WHAT THIS TASK INVOLVES →
When you reach the line in the data below that contains "pub use crate::core::common::OxirecError;", please start repeating lines exactly, and stop after the line that contains "pub type Result<T>", repeating nothing else.

• • • •

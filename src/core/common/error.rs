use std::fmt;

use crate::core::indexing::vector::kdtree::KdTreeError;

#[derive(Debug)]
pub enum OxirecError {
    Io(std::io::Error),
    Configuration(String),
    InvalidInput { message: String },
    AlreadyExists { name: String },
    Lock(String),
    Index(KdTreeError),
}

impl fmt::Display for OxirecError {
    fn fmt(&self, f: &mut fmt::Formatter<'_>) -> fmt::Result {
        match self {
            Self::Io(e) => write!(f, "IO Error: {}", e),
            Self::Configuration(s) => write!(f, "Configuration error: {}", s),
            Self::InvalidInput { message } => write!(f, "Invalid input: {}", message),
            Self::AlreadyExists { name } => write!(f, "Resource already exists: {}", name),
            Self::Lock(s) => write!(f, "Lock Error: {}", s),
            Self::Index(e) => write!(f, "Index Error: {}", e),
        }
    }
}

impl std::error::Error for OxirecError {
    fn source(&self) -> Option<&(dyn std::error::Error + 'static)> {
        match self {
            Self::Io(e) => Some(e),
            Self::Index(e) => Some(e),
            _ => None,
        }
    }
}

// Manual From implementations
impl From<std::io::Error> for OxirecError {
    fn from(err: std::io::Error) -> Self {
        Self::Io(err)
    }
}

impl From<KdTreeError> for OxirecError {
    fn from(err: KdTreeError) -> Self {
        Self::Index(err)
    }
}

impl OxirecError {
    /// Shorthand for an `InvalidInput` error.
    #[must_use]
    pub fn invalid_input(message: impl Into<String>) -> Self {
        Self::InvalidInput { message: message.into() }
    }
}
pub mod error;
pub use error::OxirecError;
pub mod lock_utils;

• • • •

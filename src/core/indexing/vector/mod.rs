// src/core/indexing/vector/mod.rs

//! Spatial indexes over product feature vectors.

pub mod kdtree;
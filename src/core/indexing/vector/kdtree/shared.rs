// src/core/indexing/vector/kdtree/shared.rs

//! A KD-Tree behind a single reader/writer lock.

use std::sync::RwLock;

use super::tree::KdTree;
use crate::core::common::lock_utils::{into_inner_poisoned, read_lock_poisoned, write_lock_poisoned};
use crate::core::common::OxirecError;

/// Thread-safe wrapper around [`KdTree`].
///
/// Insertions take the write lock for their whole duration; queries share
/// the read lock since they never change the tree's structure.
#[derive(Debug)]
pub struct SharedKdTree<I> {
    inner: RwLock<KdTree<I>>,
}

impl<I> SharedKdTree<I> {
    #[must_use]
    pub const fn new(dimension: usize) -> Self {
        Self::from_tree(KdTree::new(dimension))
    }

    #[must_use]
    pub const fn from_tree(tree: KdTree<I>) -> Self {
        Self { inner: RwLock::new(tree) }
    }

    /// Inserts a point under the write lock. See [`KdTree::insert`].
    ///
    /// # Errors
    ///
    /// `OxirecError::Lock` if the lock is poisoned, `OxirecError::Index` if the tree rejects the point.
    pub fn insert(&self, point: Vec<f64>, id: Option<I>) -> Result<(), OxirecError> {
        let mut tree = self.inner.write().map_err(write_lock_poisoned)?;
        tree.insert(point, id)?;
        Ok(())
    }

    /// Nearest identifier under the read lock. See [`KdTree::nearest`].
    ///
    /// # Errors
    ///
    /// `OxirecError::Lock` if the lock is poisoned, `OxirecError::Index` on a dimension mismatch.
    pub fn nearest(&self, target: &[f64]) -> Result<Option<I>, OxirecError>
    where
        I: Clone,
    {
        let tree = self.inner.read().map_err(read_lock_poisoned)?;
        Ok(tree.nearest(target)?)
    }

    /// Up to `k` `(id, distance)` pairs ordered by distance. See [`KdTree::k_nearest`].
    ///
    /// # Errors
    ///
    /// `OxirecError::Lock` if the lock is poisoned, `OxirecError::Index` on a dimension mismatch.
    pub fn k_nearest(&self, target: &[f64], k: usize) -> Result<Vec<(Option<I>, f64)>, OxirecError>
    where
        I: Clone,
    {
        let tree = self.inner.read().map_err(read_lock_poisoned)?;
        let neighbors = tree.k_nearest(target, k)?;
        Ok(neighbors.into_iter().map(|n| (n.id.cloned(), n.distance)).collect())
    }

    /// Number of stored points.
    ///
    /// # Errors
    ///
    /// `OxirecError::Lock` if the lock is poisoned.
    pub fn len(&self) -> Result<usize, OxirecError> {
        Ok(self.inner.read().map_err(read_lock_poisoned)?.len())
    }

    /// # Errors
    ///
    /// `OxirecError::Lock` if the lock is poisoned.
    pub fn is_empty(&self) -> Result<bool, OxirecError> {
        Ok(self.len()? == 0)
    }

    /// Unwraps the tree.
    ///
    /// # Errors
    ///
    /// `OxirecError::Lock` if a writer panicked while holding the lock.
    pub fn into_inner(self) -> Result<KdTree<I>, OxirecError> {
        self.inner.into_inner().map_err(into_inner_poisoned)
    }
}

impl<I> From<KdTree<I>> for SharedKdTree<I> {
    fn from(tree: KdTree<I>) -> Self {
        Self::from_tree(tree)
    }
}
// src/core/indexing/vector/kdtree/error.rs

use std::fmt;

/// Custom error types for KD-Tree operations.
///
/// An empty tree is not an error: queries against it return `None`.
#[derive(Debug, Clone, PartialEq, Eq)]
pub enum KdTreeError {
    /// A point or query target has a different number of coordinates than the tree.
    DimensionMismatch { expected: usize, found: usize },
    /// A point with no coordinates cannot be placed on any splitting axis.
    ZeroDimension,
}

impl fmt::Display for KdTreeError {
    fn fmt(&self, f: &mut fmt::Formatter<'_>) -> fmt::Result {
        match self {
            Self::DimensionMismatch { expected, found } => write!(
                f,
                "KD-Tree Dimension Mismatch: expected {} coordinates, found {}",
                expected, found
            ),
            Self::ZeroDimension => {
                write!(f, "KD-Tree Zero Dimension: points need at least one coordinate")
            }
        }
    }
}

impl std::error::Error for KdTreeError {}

• • • •

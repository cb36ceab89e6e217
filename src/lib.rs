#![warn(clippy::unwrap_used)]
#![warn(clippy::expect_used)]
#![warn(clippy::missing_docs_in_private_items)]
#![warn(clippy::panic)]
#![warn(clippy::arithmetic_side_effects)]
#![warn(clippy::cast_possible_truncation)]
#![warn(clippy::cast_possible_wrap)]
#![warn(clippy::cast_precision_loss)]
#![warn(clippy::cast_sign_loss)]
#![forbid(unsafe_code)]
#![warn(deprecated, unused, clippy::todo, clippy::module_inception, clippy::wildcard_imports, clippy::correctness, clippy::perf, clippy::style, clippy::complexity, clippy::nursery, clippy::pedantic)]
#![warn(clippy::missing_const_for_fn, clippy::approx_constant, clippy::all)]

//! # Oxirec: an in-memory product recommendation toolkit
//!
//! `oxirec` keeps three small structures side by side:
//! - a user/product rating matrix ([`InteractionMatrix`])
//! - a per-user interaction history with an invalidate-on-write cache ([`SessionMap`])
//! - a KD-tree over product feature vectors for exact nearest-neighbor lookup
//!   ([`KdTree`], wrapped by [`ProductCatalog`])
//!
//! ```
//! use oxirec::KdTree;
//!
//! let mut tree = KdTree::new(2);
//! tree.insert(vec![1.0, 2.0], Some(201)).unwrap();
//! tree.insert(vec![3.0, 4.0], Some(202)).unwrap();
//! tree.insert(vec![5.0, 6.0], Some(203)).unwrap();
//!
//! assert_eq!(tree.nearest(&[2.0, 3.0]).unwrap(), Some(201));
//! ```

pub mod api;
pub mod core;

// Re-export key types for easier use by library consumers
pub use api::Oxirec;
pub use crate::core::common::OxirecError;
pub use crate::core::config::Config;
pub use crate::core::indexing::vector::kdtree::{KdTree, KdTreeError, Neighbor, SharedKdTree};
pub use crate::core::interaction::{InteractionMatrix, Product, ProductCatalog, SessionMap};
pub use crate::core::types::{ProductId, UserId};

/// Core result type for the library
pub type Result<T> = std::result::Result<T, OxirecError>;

• • • •

TASK OUTPUT →
pub use crate::core::common::OxirecError;
pub use crate::core::config::Config;
pub use crate::core::indexing::vector::kdtree::{KdTree, KdTreeError, Neighbor, SharedKdTree};
pub use crate::core::interaction::{InteractionMatrix, Product, ProductCatalog, SessionMap};
pub use crate::core::types::{ProductId, UserId};

/// Core result type for the library
pub type Result<T> = std::result::Result<T, OxirecError>;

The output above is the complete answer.